* EXERCISE DESCRIPTION
If a line of the data below holds the word "modified", list it.

------ MATERIAL SHOWN ------

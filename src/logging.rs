//! Structured logging for genrx-voice using the tracing crate.
//!
//! Configures a rolling file logger that writes to daily-rotated log files.
//! Follows the XDG Base Directory Specification for log file placement.
//! Does not output to the terminal so transcripts on stdout stay clean for piping.
//! Automatically cleans up old log files, keeping only the 7 most recent days.

use std::fs;
use std::path::{Path, PathBuf};
use std::sync::OnceLock;
use tracing_appender::rolling;
use tracing_subscriber::prelude::*;

/// File name prefix of the rolling log files.
pub const LOG_FILE_PREFIX: &str = "genrx-voice.log";

const MAX_LOG_FILES: usize = 7;

/// Global non-blocking guard holder to keep the appender alive for the program lifetime.
static APPENDER_GUARD: OnceLock<tracing_appender::non_blocking::WorkerGuard> = OnceLock::new();

/// Initializes the logging system with file-based output.
///
/// Sets up a non-blocking rolling file appender that rotates daily.
/// Log level is controlled by the RUST_LOG environment variable (defaults to "info").
///
/// # Errors
/// - If the log directory cannot be determined or created
/// - If the subscriber initialization fails
pub fn init_logging() -> Result<(), anyhow::Error> {
    let log_dir = get_log_dir()?;
    fs::create_dir_all(&log_dir)?;

    if let Err(e) = cleanup_old_logs(&log_dir, MAX_LOG_FILES) {
        eprintln!("Warning: Failed to cleanup old logs: {}", e);
    }

    let file_appender = rolling::daily(&log_dir, LOG_FILE_PREFIX);
    let (non_blocking, guard) = tracing_appender::non_blocking(file_appender);

    APPENDER_GUARD
        .set(guard)
        .map_err(|_| anyhow::anyhow!("Logging already initialized"))?;

    let env_filter = tracing_subscriber::EnvFilter::try_from_default_env()
        .unwrap_or_else(|_| tracing_subscriber::EnvFilter::new("info"));

    tracing_subscriber::registry()
        .with(env_filter)
        .with(
            tracing_subscriber::fmt::layer()
                .with_writer(non_blocking)
                .with_target(true)
                .with_level(true)
                .with_thread_ids(true)
                .with_ansi(false),
        )
        .try_init()
        .map_err(|e| anyhow::anyhow!("Failed to initialize logging: {e}"))?;

    tracing::debug!("Logging initialized. Log file: {}", log_dir.display());
    Ok(())
}

/// Determines the log directory, following XDG Base Directory Specification.
///
/// Prefers XDG_STATE_HOME if set, otherwise uses ~/.local/state/genrx-voice.
///
/// # Errors
/// - If home directory cannot be determined
pub fn get_log_dir() -> Result<PathBuf, anyhow::Error> {
    let log_dir = if let Ok(xdg_state) = std::env::var("XDG_STATE_HOME") {
        PathBuf::from(xdg_state).join("genrx-voice")
    } else {
        let home = dirs::home_dir()
            .ok_or_else(|| anyhow::anyhow!("Could not determine home directory"))?;
        home.join(".local/state/genrx-voice")
    };

    Ok(log_dir)
}

/// Returns true for rotated log files named `genrx-voice.log.YYYY-MM-DD`.
fn is_rotated_log(file_name: &str) -> bool {
    file_name
        .strip_prefix(LOG_FILE_PREFIX)
        .and_then(|rest| rest.strip_prefix('.'))
        .is_some_and(|date| date.matches('-').count() == 2)
}

/// Cleans up old log files, keeping only the `keep` most recent.
///
/// # Errors
/// - If the log directory cannot be read
fn cleanup_old_logs(log_dir: &Path, keep: usize) -> Result<(), anyhow::Error> {
    let mut log_files: Vec<_> = fs::read_dir(log_dir)?
        .filter_map(|entry| {
            let path = entry.ok()?.path();
            let file_name = path.file_name()?.to_string_lossy().to_string();
            if !is_rotated_log(&file_name) {
                return None;
            }
            let modified = fs::metadata(&path).ok()?.modified().ok()?;
            Some((path, modified))
        })
        .collect();

    // Newest first
    log_files.sort_by(|a, b| b.1.cmp(&a.1));

    for (path, _) in log_files.iter().skip(keep) {
        if let Err(e) = fs::remove_file(path) {
            tracing::warn!("Failed to delete old log file {}: {}", path.display(), e);
        }
    }

    Ok(())
}

#[cfg(test)]
mod tests {
    use super::*;

    #[test]
    fn test_rotated_log_names() {
        assert!(is_rotated_log("genrx-voice.log.2026-10-17"));
        assert!(!is_rotated_log("genrx-voice.log"));
        assert!(!is_rotated_log("other.log.2026-10-17"));
    }

    #[test]
    fn test_cleanup_keeps_newest_files() {
        let dir = std::env::temp_dir().join(format!("genrx-voice-logs-{}", std::process::id()));
        fs::create_dir_all(&dir).unwrap();
        for day in 1..=4u64 {
            let path = dir.join(format!("{LOG_FILE_PREFIX}.2026-10-0{day}"));
            fs::write(&path, "line").unwrap();
            let modified = std::time::UNIX_EPOCH + std::time::Duration::from_secs(day * 86_400);
            fs::File::options()
                .write(true)
                .open(&path)
                .unwrap()
                .set_modified(modified)
                .unwrap();
        }
        fs::write(dir.join("unrelated.txt"), "keep").unwrap();

        cleanup_old_logs(&dir, 2).unwrap();

        let mut remaining: Vec<String> = fs::read_dir(&dir)
            .unwrap()
            .map(|e| e.unwrap().file_name().to_string_lossy().to_string())
            .collect();
        remaining.sort();
        let _ = fs::remove_dir_all(&dir);

        assert_eq!(
            remaining,
            vec![
                format!("{LOG_FILE_PREFIX}.2026-10-03"),
                format!("{LOG_FILE_PREFIX}.2026-10-04"),
                "unrelated.txt".to_string(),
            ]
        );
    }
}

------

* EXERCISE SOLUTION
            let modified = fs::metadata(&path).ok()?.modified().ok()?;
            Some((path, modified))
            let modified = std::time::UNIX_EPOCH + std::time::Duration::from_secs(day * 86_400);
                .set_modified(modified)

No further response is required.